What is needed: Quote exactly the lines from the start of the entries to the one with "fn check_edge(&self, graph: &DocumentGraph, relation: &Relation)", both ends included.

(Dataset entries Opens)

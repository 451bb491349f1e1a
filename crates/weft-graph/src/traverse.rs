//! Bottom-up (post-order) traversal over the hierarchical part of a graph.
//!
//! The walk starts from a caller-supplied root set and descends along
//! outgoing relations admitted by the handler's edge predicate. Callbacks
//! fire on entering a node and on leaving it; because the order is
//! post-order, a node is left only after all of its admissible descendants
//! have been left. Shared children (a DAG node with several parents) are
//! entered and left exactly once.

use std::collections::HashSet;

use crate::error::GraphError;
use crate::graph::DocumentGraph;
use crate::node::NodeId;
use crate::relation::{Relation, RelationId};

/// Callbacks driving a bottom-up traversal.
pub trait TraversalHandler {
    /// Error type the handler can abort the walk with. Must absorb
    /// [`GraphError`] so the traversal's own failures (cycles) flow through.
    type Error: From<GraphError>;

    /// Edge-admissibility predicate: return `false` to prune the walk at
    /// this relation (the relation and its subtree are not descended into).
    fn check_edge(&self, graph: &DocumentGraph, relation: &Relation) -> bool;

    /// Called when a node is first reached. `via` is the relation the walk
    /// arrived through, `None` for roots.
    fn node_entered(&mut self, graph: &DocumentGraph, node: NodeId, via: Option<RelationId>);

    /// Called when a node is left, after all admissible descendants have
    /// been left. Errors abort the whole traversal.
    fn node_left(
        &mut self,
        graph: &DocumentGraph,
        node: NodeId,
        via: Option<RelationId>,
    ) -> Result<(), Self::Error>;
}

/// Walk the graph bottom-up from `roots`, invoking the handler's callbacks.
///
/// Uses an explicit stack rather than recursion, so arbitrarily deep
/// hierarchies cannot overflow. A visited-relation set ensures each edge is
/// walked at most once and a visited-node set ensures each node is left at
/// most once; nodes currently on the stack are tracked to detect cycles in
/// relations that are supposed to be hierarchical.
pub fn traverse_bottom_up<H: TraversalHandler>(
    graph: &DocumentGraph,
    roots: &[NodeId],
    handler: &mut H,
) -> Result<(), H::Error> {
    let mut visited_nodes: HashSet<NodeId> = HashSet::new();
    let mut visited_relations: HashSet<RelationId> = HashSet::new();
    let mut on_stack: HashSet<NodeId> = HashSet::new();

    for &root in roots {
        if visited_nodes.contains(&root) {
            continue;
        }
        handler.node_entered(graph, root, None);
        on_stack.insert(root);

        // (node, arrival relation, next outgoing-edge index)
        let mut stack: Vec<(NodeId, Option<RelationId>, usize)> = vec![(root, None, 0)];

        while let Some(&(node, via, edge_idx)) = stack.last() {
            let out = graph.out_relations(node);
            if edge_idx >= out.len() {
                // All admissible children handled: leave the node.
                stack.pop();
                on_stack.remove(&node);
                visited_nodes.insert(node);
                handler.node_left(graph, node, via)?;
                continue;
            }

            let top = stack.len() - 1;
            stack[top].2 += 1;

            let rid = out[edge_idx];
            let Some(rel) = graph.relation(rid) else {
                continue;
            };
            if !handler.check_edge(graph, rel) {
                continue;
            }
            if !visited_relations.insert(rid) {
                continue;
            }
            let child = rel.target;
            if on_stack.contains(&child) {
                return Err(GraphError::CycleDetected(child).into());
            }
            if visited_nodes.contains(&child) {
                continue;
            }
            handler.node_entered(graph, child, Some(rid));
            on_stack.insert(child);
            stack.push((child, Some(rid), 0));
        }
    }

    Ok(())
}

#[cfg(test)]
mod tests {
    use super::*;
    use crate::error::GraphResult;
    use crate::relation::RelationKind;

    /// Records leave order and rejects pointing relations.
    struct Recorder {
        entered: Vec<NodeId>,
        left: Vec<NodeId>,
    }

    impl Recorder {
        fn new() -> Self {
            Self {
                entered: Vec::new(),
                left: Vec::new(),
            }
        }
    }

    impl TraversalHandler for Recorder {
        type Error = GraphError;

        fn check_edge(&self, _graph: &DocumentGraph, relation: &Relation) -> bool {
            relation.kind.is_hierarchical()
        }

        fn node_entered(&mut self, _graph: &DocumentGraph, node: NodeId, _via: Option<RelationId>) {
            self.entered.push(node);
        }

        fn node_left(
            &mut self,
            _graph: &DocumentGraph,
            node: NodeId,
            _via: Option<RelationId>,
        ) -> GraphResult<()> {
            self.left.push(node);
            Ok(())
        }
    }

    #[test]
    fn post_order_leaves_children_first() {
        let mut g = DocumentGraph::new("doc");
        let text = g.create_text("t", "ab cd");
        let t1 = g.create_token(text, 0, 2).unwrap();
        let t2 = g.create_token(text, 3, 5).unwrap();
        let span = g.create_span(&[t1, t2]).unwrap();

        let mut rec = Recorder::new();
        traverse_bottom_up(&g, &g.hierarchical_roots(), &mut rec).unwrap();

        // The span is the only root; both tokens (and the text below them)
        // must be left before the span itself.
        let pos = |n: NodeId| rec.left.iter().position(|&x| x == n).unwrap();
        assert!(pos(t1) < pos(span));
        assert!(pos(t2) < pos(span));
        assert!(pos(text) < pos(span));
        assert_eq!(*rec.left.last().unwrap(), span);
    }

    #[test]
    fn shared_child_is_left_exactly_once() {
        let mut g = DocumentGraph::new("doc");
        let text = g.create_text("t", "ab cd");
        let t1 = g.create_token(text, 0, 2).unwrap();
        let t2 = g.create_token(text, 3, 5).unwrap();
        let span = g.create_span(&[t1, t2]).unwrap();
        // Two structures both dominating the same span.
        let s1 = g.create_structure(&[span]).unwrap();
        let s2 = g.create_structure(&[span]).unwrap();

        let mut rec = Recorder::new();
        traverse_bottom_up(&g, &g.hierarchical_roots(), &mut rec).unwrap();

        assert_eq!(rec.left.iter().filter(|&&n| n == span).count(), 1);
        assert_eq!(rec.left.iter().filter(|&&n| n == t1).count(), 1);
        assert!(rec.left.contains(&s1));
        assert!(rec.left.contains(&s2));
    }

    #[test]
    fn pointing_relations_are_pruned() {
        let mut g = DocumentGraph::new("doc");
        let text = g.create_text("t", "ab cd");
        let t1 = g.create_token(text, 0, 2).unwrap();
        let t2 = g.create_token(text, 3, 5).unwrap();
        // A pointing cycle between the two tokens must not trip the walk.
        g.create_pointing(t1, t2, None).unwrap();
        g.create_pointing(t2, t1, None).unwrap();

        let mut rec = Recorder::new();
        traverse_bottom_up(&g, &g.hierarchical_roots(), &mut rec).unwrap();
        assert_eq!(rec.left.iter().filter(|&&n| n == t1).count(), 1);
        assert_eq!(rec.left.iter().filter(|&&n| n == t2).count(), 1);
    }

    #[test]
    fn hierarchical_cycle_is_detected() {
        let mut g = DocumentGraph::new("doc");
        let text = g.create_text("t", "ab");
        let t1 = g.create_token(text, 0, 2).unwrap();
        let s1 = g.create_structure(&[t1]).unwrap();
        let s2 = g.create_structure(&[s1]).unwrap();
        // Forge a back edge; the public constructors cannot produce one.
        g.push_relation(s1, s2, RelationKind::Dominance { dom_type: None })
            .unwrap();

        let mut rec = Recorder::new();
        let result = traverse_bottom_up(&g, &[s2], &mut rec);
        assert!(matches!(result, Err(GraphError::CycleDetected(_))));
    }
}
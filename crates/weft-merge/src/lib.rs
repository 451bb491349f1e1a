//! Merge engine for weft.
//!
//! Folds two or more independently produced document graphs over "the same"
//! primary text into a single graph carrying the union of their annotation
//! layers, even when the graphs tokenize, normalize, or encode the text
//! differently.
//!
//! A merge runs in four strictly sequential steps per document pair:
//!
//! 1. normalize every primary text (`weft-align`),
//! 2. align each base text against each other-document text,
//! 3. build the token-level equivalence map ([`EquivalenceIndex`]),
//! 4. extend the equivalence bottom-up to spans, structures, and finally
//!    pointing relations ([`MergeHandler`]), creating or reusing nodes in
//!    the base graph and migrating annotations and layers.
//!
//! [`MergeOrchestrator`] drives the steps for a whole document group.

pub mod config;
pub mod equivalence;
pub mod error;
pub mod orchestrator;
pub mod traversal;

pub use config::MergeConfig;
pub use equivalence::{EquivalenceIndex, TextLink, TokenSpan};
pub use error::{MergeError, MergeResult};
pub use orchestrator::{MergeOrchestrator, MergedGroup};
pub use traversal::{merge_pointing_relations, MergeHandler};
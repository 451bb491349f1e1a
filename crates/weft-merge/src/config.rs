//! Merge configuration.

use serde::{Deserialize, Serialize};

use weft_align::{EscapeTable, OmitChars};

/// The recognized merge options.
///
/// All fields have serde defaults, so a configuration file only needs to
/// name the options it changes.
#[derive(Clone, Debug, PartialEq, Eq, Serialize, Deserialize)]
#[serde(default)]
pub struct MergeConfig {
    /// Characters ignored during text alignment (punctuation by default).
    pub omit_chars: String,
    /// Character replacements applied during normalization; defaults to
    /// dropping whitespace and expanding German umlauts/ß to digraphs.
    pub escape_table: EscapeTable,
    /// When `true`, spans and structures are always duplicated into the
    /// base graph; when `false` (default), an existing base node with the
    /// identical child set is reused.
    pub copy_nodes: bool,
    /// When `true`, the first document of a group is the base document;
    /// otherwise the document with the most nodes and relations wins.
    pub first_as_base: bool,
    /// When `true`, only identically named primary texts are aligned
    /// against each other in the n:m cross product.
    pub only_same_named_texts: bool,
    /// Selects the indexed (filtered) substring search; `false` uses the
    /// streaming reference search instead.
    pub use_indexed_search: bool,
}

impl Default for MergeConfig {
    fn default() -> Self {
        Self {
            omit_chars: ".,:;!?(){}<>".to_string(),
            escape_table: EscapeTable::default(),
            copy_nodes: false,
            first_as_base: false,
            only_same_named_texts: false,
            use_indexed_search: true,
        }
    }
}

impl MergeConfig {
    /// The omit-character set in aligner form.
    pub fn omit(&self) -> OmitChars {
        self.omit_chars.chars().collect()
    }
}

#[cfg(test)]
mod tests {
    use super::*;

    #[test]
    fn defaults_match_documented_values() {
        let config = MergeConfig::default();
        assert!(!config.copy_nodes);
        assert!(!config.first_as_base);
        assert!(config.use_indexed_search);
        assert!(config.omit().contains('?'));
        assert!(!config.omit().contains('a'));
        assert_eq!(config.escape_table.lookup('ä'), Some("ae"));
        assert_eq!(config.escape_table.lookup(' '), Some(""));
    }

    #[test]
    fn parses_from_toml_with_defaults() {
        let config: MergeConfig = toml::from_str(
            r#"
            copy_nodes = true
            omit_chars = ".,"

            [escape_table]
            "-" = ""
            "ß" = "ss"
            "#,
        )
        .unwrap();

        assert!(config.copy_nodes);
        assert!(!config.first_as_base);
        assert_eq!(config.omit_chars, ".,");
        assert_eq!(config.escape_table.lookup('-'), Some(""));
        assert_eq!(config.escape_table.lookup('ß'), Some("ss"));
        // Replaced wholesale, not merged with the default table.
        assert_eq!(config.escape_table.lookup('ä'), None);
    }
}
//! Document-graph model for weft.
//!
//! A [`DocumentGraph`] is an annotation graph layered over one or more
//! immutable primary texts: tokens anchor character intervals of a text,
//! spans group tokens, structures group tokens/spans/structures into a DAG,
//! and pointing relations add arbitrary labeled edges. Layers group nodes
//! and relations under a name, and every node, relation, and layer carries
//! namespaced key-value annotations.
//!
//! # Key Types
//!
//! - [`DocumentGraph`] — the arena-backed graph with edge indices
//! - [`Node`] / [`NodeKind`] — closed tagged union over text/token/span/structure
//! - [`Relation`] / [`RelationKind`] — textual, spanning, dominance, pointing
//! - [`Layer`] — named, annotatable grouping of nodes and relations
//! - [`Annotations`] — namespaced key-value store with union-absorb semantics
//! - [`traverse_bottom_up`] — post-order DAG traversal with callbacks

pub mod error;
pub mod graph;
pub mod layer;
pub mod node;
pub mod relation;
pub mod traverse;

pub use error::{GraphError, GraphResult};
pub use graph::DocumentGraph;
pub use layer::{Layer, LayerId};
pub use node::{Annotations, Node, NodeId, NodeKind, QName};
pub use relation::{Relation, RelationId, RelationKind};
pub use traverse::{traverse_bottom_up, TraversalHandler};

(Dataset entries Closes)

Task output:
repository 451bb491349f1e1a
filename crates/weft-graph/src/traverse.rs
//! Bottom-up (post-order) traversal over the hierarchical part of a graph.
//!
//! The walk starts from a caller-supplied root set and descends along
//! outgoing relations admitted by the handler's edge predicate. Callbacks
//! fire on entering a node and on leaving it; because the order is
//! post-order, a node is left only after all of its admissible descendants
//! have been left. Shared children (a DAG node with several parents) are
//! entered and left exactly once.

use std::collections::HashSet;

use crate::error::GraphError;
use crate::graph::DocumentGraph;
use crate::node::NodeId;
use crate::relation::{Relation, RelationId};

/// Callbacks driving a bottom-up traversal.
pub trait TraversalHandler {
    /// Error type the handler can abort the walk with. Must absorb
    /// [`GraphError`] so the traversal's own failures (cycles) flow through.
    type Error: From<GraphError>;

    /// Edge-admissibility predicate: return `false` to prune the walk at
    /// this relation (the relation and its subtree are not descended into).
    fn check_edge(&self, graph: &DocumentGraph, relation: &Relation) -> bool;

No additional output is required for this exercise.